(ACTIVITY): Pull every line containing "into" from the entries.

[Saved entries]
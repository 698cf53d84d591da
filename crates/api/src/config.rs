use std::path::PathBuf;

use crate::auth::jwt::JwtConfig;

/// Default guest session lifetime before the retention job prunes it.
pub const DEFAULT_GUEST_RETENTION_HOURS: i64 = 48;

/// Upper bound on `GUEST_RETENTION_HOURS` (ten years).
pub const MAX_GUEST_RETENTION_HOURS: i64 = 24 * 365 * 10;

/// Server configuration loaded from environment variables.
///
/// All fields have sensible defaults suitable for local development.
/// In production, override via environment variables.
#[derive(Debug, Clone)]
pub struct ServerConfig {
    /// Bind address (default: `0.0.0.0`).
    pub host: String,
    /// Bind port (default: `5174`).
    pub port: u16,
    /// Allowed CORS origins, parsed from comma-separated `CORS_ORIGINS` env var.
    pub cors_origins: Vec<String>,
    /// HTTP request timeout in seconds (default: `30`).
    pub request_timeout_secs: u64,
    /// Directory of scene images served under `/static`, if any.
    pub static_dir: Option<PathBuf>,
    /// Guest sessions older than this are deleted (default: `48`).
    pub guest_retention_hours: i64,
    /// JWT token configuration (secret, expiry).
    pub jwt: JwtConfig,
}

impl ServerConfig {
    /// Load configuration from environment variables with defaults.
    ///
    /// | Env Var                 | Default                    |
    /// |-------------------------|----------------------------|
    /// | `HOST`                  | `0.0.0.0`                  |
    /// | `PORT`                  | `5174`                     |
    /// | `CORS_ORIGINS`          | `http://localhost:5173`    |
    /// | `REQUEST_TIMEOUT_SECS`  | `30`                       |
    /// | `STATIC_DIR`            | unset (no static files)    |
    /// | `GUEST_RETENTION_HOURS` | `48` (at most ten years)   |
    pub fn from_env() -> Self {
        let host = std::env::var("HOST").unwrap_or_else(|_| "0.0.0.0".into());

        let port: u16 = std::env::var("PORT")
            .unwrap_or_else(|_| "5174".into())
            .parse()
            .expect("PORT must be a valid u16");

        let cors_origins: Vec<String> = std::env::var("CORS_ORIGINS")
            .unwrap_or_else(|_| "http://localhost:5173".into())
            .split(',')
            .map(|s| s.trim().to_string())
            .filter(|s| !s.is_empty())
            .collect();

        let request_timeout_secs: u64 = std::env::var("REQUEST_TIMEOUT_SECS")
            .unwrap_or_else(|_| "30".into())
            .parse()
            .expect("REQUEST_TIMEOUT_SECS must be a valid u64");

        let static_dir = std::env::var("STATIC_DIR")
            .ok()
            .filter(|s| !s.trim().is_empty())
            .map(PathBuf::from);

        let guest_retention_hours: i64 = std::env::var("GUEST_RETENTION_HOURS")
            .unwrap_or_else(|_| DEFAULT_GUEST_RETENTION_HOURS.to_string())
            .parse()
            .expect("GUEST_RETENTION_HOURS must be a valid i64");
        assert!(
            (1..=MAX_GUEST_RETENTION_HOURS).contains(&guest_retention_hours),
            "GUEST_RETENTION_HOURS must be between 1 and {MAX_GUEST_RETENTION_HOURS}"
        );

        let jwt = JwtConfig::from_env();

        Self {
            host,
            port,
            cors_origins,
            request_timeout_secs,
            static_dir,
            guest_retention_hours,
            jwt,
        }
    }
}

(REPLY TO THE TASK):
        let host = std::env::var("HOST").unwrap_or_else(|_| "0.0.0.0".into());
            .unwrap_or_else(|_| "5174".into())
            .unwrap_or_else(|_| "http://localhost:5173".into())
            .unwrap_or_else(|_| "30".into())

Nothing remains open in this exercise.